ネットワーキングにおけるアクセスポイントとは?

ネットワーキングにおけるアクセスポイントとは?

アクセスポイント(AP)とは無線ネットワークと有線ネットワークの橋渡しとなるネットワークデバイスに使用される用語です。消費者向けAPは、インターネットルーターとファイアウォールの両方として機能するため、通常は「無線ルーター」と呼ばれます。商用および産業用APでは、ネットワークルーティング機能が最小限に抑えられる傾向にあり、ほとんどの場合ファイアウォールはありません。

ほとんどのAPはWi-Fi規格を使用して無線ネットワークに接続しますが、最新の商用および産業用APでは、BluetoothやThread無線規格にも対応したものが増えつつあります。これにより、商用および産業用APで、人間主体のデバイスとモノのインターネット(IoT)デバイスの両方がサポートできるようになります。

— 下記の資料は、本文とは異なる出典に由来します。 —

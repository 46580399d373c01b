//! REST surface: status codes, identity header handling and problem responses.

mod common;

use std::sync::Arc;

use axum::{
    body::{to_bytes, Body},
    http::{header, Method, Request, StatusCode},
    response::Response,
    Router,
};
use serde_json::{json, Value};
use tower::ServiceExt;

use access_requests::api::rest::identity::IDENTITY_HEADER;
use access_requests::contract::model::Identity;
use common::{test_module, RecordingLauncher, ADMIN};

async fn app() -> (Router, Arc<RecordingLauncher>, db::DbHandle) {
    let (module, launcher, db) = test_module().await;
    (module.register_rest(Router::new()), launcher, db)
}

fn request(method: Method, uri: &str, caller: Option<Identity>, body: Option<Value>) -> Request<Body> {
    let mut builder = Request::builder().method(method).uri(uri);
    if let Some(caller) = caller {
        builder = builder.header(IDENTITY_HEADER, caller.to_string());
    }
    match body {
        Some(body) => builder
            .header(header::CONTENT_TYPE, "application/json")
            .body(Body::from(body.to_string()))
            .unwrap(),
        None => builder.body(Body::empty()).unwrap(),
    }
}

async fn call(app: &Router, req: Request<Body>) -> Response {
    app.clone().oneshot(req).await.unwrap()
}

async fn json_body(resp: Response) -> Value {
    let bytes = to_bytes(resp.into_body(), usize::MAX).await.unwrap();
    serde_json::from_slice(&bytes).unwrap()
}

fn assert_problem(resp: &Response, status: StatusCode) {
    assert_eq!(resp.status(), status);
    assert_eq!(
        resp.headers().get(header::CONTENT_TYPE).unwrap(),
        "application/problem+json"
    );
}

#[tokio::test]
async fn register_then_approve_over_http() {
    let (app, _, _db) = app().await;
    let user = Identity(42);

    let resp = call(&app, request(Method::POST, "/access-requests", Some(user), None)).await;
    assert_eq!(resp.status(), StatusCode::CREATED);
    let body = json_body(resp).await;
    assert_eq!(body["user_id"], 42);
    assert_eq!(body["outcome"], "submitted");

    let resp = call(&app, request(Method::POST, "/access-requests", Some(user), None)).await;
    assert_eq!(resp.status(), StatusCode::OK);
    assert_eq!(json_body(resp).await["outcome"], "already_pending");

    let resp = call(
        &app,
        request(Method::GET, "/access-requests/pending", Some(ADMIN), None),
    )
    .await;
    assert_eq!(resp.status(), StatusCode::OK);
    let page = json_body(resp).await;
    assert_eq!(page["items"], json!([42]));
    assert_eq!(page["total_count"], 1);
    assert_eq!(page["has_next"], false);

    let resp = call(
        &app,
        request(Method::POST, "/access-requests/42/approve", Some(ADMIN), None),
    )
    .await;
    assert_eq!(resp.status(), StatusCode::OK);
    let decision = json_body(resp).await;
    assert_eq!(decision["outcome"], "applied");
    assert_eq!(decision["status"], "approved");

    let resp = call(&app, request(Method::GET, "/access-requests/42", Some(user), None)).await;
    assert_eq!(resp.status(), StatusCode::OK);
    let status = json_body(resp).await;
    assert_eq!(status["state"], "approved");
    assert_eq!(status["approved"], true);
    assert_eq!(status["pending"], false);

    let resp = call(
        &app,
        request(Method::GET, "/access-requests/42/history", Some(ADMIN), None),
    )
    .await;
    assert_eq!(resp.status(), StatusCode::OK);
    let history = json_body(resp).await;
    assert_eq!(history.as_array().unwrap().len(), 2);
    assert_eq!(history[1]["pending"], true);
}

#[tokio::test]
async fn repeated_reject_reports_unchanged() {
    let (app, _, _db) = app().await;
    call(&app, request(Method::POST, "/access-requests", Some(Identity(5)), None)).await;

    let first = call(
        &app,
        request(Method::POST, "/access-requests/5/reject", Some(ADMIN), None),
    )
    .await;
    assert_eq!(json_body(first).await["outcome"], "applied");

    let second = call(
        &app,
        request(Method::POST, "/access-requests/5/reject", Some(ADMIN), None),
    )
    .await;
    assert_eq!(second.status(), StatusCode::OK);
    let body = json_body(second).await;
    assert_eq!(body["outcome"], "unchanged");
    assert_eq!(body["status"], "inactive");
}

#[tokio::test]
async fn unknown_user_status_is_reported_not_missing() {
    let (app, _, _db) = app().await;
    let resp = call(&app, request(Method::GET, "/access-requests/77", Some(ADMIN), None)).await;
    assert_eq!(resp.status(), StatusCode::OK);
    let body = json_body(resp).await;
    assert_eq!(body["state"], "unknown");
    assert_eq!(body["status_since"], Value::Null);
}

#[tokio::test]
async fn admin_routes_refuse_other_callers() {
    let (app, _, _db) = app().await;
    call(&app, request(Method::POST, "/access-requests", Some(Identity(5)), None)).await;

    for (method, uri) in [
        (Method::GET, "/access-requests/pending"),
        (Method::POST, "/access-requests/5/approve"),
        (Method::POST, "/access-requests/5/reject"),
        (Method::GET, "/access-requests/5/history"),
        (Method::GET, "/access-requests/6"),
    ] {
        let resp = call(&app, request(method, uri, Some(Identity(5)), None)).await;
        assert_problem(&resp, StatusCode::FORBIDDEN);
        let body = json_body(resp).await;
        assert_eq!(body["code"], "ACCESS_FORBIDDEN");
        assert_eq!(body["instance"], uri);
    }
}

#[tokio::test]
async fn deciding_unknown_user_is_not_found() {
    let (app, _, _db) = app().await;
    let resp = call(
        &app,
        request(Method::POST, "/access-requests/999/approve", Some(ADMIN), None),
    )
    .await;
    assert_problem(&resp, StatusCode::NOT_FOUND);
    assert_eq!(json_body(resp).await["code"], "ACCESS_NOT_FOUND");
}

#[tokio::test]
async fn identity_header_is_required_and_validated() {
    let (app, _, _db) = app().await;

    let resp = call(&app, request(Method::POST, "/access-requests", None, None)).await;
    assert_problem(&resp, StatusCode::UNAUTHORIZED);
    assert_eq!(json_body(resp).await["code"], "ACCESS_IDENTITY_MISSING");

    for bad in ["abc", "0", "-3"] {
        let req = Request::builder()
            .method(Method::POST)
            .uri("/access-requests")
            .header(IDENTITY_HEADER, bad)
            .body(Body::empty())
            .unwrap();
        let resp = call(&app, req).await;
        assert_problem(&resp, StatusCode::BAD_REQUEST);
        assert_eq!(json_body(resp).await["code"], "ACCESS_IDENTITY_INVALID");
    }
}

#[tokio::test]
async fn invalid_page_is_a_validation_problem() {
    let (app, _, _db) = app().await;
    for uri in [
        "/access-requests/pending?page=0",
        "/access-requests/pending?page=1&page_size=0",
        "/access-requests/pending?page=1&page_size=1000",
    ] {
        let resp = call(&app, request(Method::GET, uri, Some(ADMIN), None)).await;
        assert_problem(&resp, StatusCode::BAD_REQUEST);
        assert_eq!(json_body(resp).await["code"], "ACCESS_VALIDATION");
    }
}

#[tokio::test]
async fn far_page_is_empty_not_an_error() {
    let (app, _, _db) = app().await;
    call(&app, request(Method::POST, "/access-requests", Some(Identity(42)), None)).await;

    let resp = call(
        &app,
        request(
            Method::GET,
            "/access-requests/pending?page=4611686018427387904",
            Some(ADMIN),
            None,
        ),
    )
    .await;
    assert_eq!(resp.status(), StatusCode::OK);
    let page = json_body(resp).await;
    assert_eq!(page["items"], json!([]));
    assert_eq!(page["total_count"], 1);
    assert_eq!(page["has_next"], false);
}

#[tokio::test]
async fn notifications_open_an_event_stream() {
    let (app, _, _db) = app().await;
    let resp = call(
        &app,
        request(Method::GET, "/chat/notifications?to=1000", None, None),
    )
    .await;
    assert_eq!(resp.status(), StatusCode::OK);
    assert_eq!(
        resp.headers().get(header::CONTENT_TYPE).unwrap(),
        "text/event-stream"
    );
}

#[tokio::test]
async fn downloads_require_approval_and_a_valid_link() {
    let (app, launcher, _db) = app().await;
    let user = Identity(42);
    let link = json!({ "url": "https://youtu.be/dQw4w9WgXcQ" });

    let resp = call(
        &app,
        request(Method::POST, "/downloads", Some(user), Some(link.clone())),
    )
    .await;
    assert_problem(&resp, StatusCode::FORBIDDEN);
    assert_eq!(json_body(resp).await["code"], "ACCESS_NOT_APPROVED");

    call(&app, request(Method::POST, "/access-requests", Some(user), None)).await;
    call(
        &app,
        request(Method::POST, "/access-requests/42/approve", Some(ADMIN), None),
    )
    .await;

    let resp = call(
        &app,
        request(
            Method::POST,
            "/downloads",
            Some(user),
            Some(json!({ "url": "https://example.com/video" })),
        ),
    )
    .await;
    assert_problem(&resp, StatusCode::BAD_REQUEST);

    let resp = call(&app, request(Method::POST, "/downloads", Some(user), Some(link))).await;
    assert_eq!(resp.status(), StatusCode::ACCEPTED);
    assert_eq!(
        launcher.calls(),
        vec![("https://youtu.be/dQw4w9WgXcQ".to_owned(), user)]
    );
}

#[tokio::test]
async fn chat_updates_return_bot_replies() {
    let (app, _, _db) = app().await;

    let resp = call(
        &app,
        request(
            Method::POST,
            "/chat/updates",
            None,
            Some(json!({ "sender": 42, "text": "/start" })),
        ),
    )
    .await;
    assert_eq!(resp.status(), StatusCode::OK);
    let replies = json_body(resp).await;
    assert_eq!(replies[0]["to"], 42);
    assert_eq!(
        replies[0]["text"],
        access_requests::bot::reply::REQUEST_SENT
    );

    let resp = call(
        &app,
        request(
            Method::POST,
            "/chat/updates",
            None,
            Some(json!({ "sender": 1000, "callback_data": "admin:list_requests" })),
        ),
    )
    .await;
    let replies = json_body(resp).await;
    let keyboard = replies[0]["keyboard"].as_array().unwrap();
    assert_eq!(keyboard[0][0]["url"], "tg://user?id=42");
    assert_eq!(keyboard[1][0]["callback_data"], "admin:approve:42");
}

#[tokio::test]
async fn chat_update_needs_exactly_one_payload() {
    let (app, _, _db) = app().await;
    for body in [
        json!({ "sender": 42 }),
        json!({ "sender": 42, "text": "/start", "callback_data": "user:download" }),
    ] {
        let resp = call(
            &app,
            request(Method::POST, "/chat/updates", None, Some(body)),
        )
        .await;
        assert_problem(&resp, StatusCode::BAD_REQUEST);
        assert_eq!(json_body(resp).await["code"], "CHAT_UPDATE_INVALID");
    }
}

消費者向けAPと商用および産業APの違いは、ネットワークの規模を使って簡単に説明できます。消費者向けAPは、通常、家庭内の唯一のネットワークインフラストラクチャとなるように設計されています。ホームネットワークをインターネットに接続し、ベーシックなセキュリティ防御を提供し、およそ10台ほどのネットワーキングデバイスをサポートする必要があります。

これに対して、商用および産業APでは、通常、単一のAPで提供できる範囲よりも物理的に大きなエリアをカバーする必要があり、常に数十台または数百台におよび無線クライアントを同時にサポートする必要があります。商業および産業用APは、主に無線デバイスが組織の有線ネットワークにアクセスできるようにするために使用されており、情報セキュリティやインターネットルーティングなどの高度なネットワークサービスは、他のデバイスで処理されます。 

 

アクセスポイントで解決される問題とは?

最も根底にあるAPの基本的な目的は、無線デバイスにネットワークアクセスを提供することです。しかし、これは「トラックの目的は物品を移動させることだ」と言うようなものでしょう。APは25年以上前から存在しています。この間に、進化するユースケースに対応するために、その機能は成熟してきました。その結果、APと呼べる妥当な機能を備えたデバイスの価格帯は、1台あたり100米ドル~数千米ドルになりました。

最新のAPは、無線デバイスを有線ネットワークに接続する際の問題を解決するだけのデバイスではありません。最新のAPは、無線デバイスを有線ネットワークに安全に接続する必要があり、この安全な接続を、少数のクライアントを持つ単一のAPから、数百万台の無線クライアントに対応する数千台のAPで構成された国際的な展開で実現する必要があります。

消費者向けAPはインターネットサービスプロバイダ(ISP)によって管理されることが多く、商業および産業向けAPは企業のIT部門で管理されるのが一般的です。APの管理方法、APに搭載されている特定のソフトウェアやネットワーキング機能、APがサポートする無線プロトコルの数や規格などによって、APに求められるハードウェアの性能が決まります。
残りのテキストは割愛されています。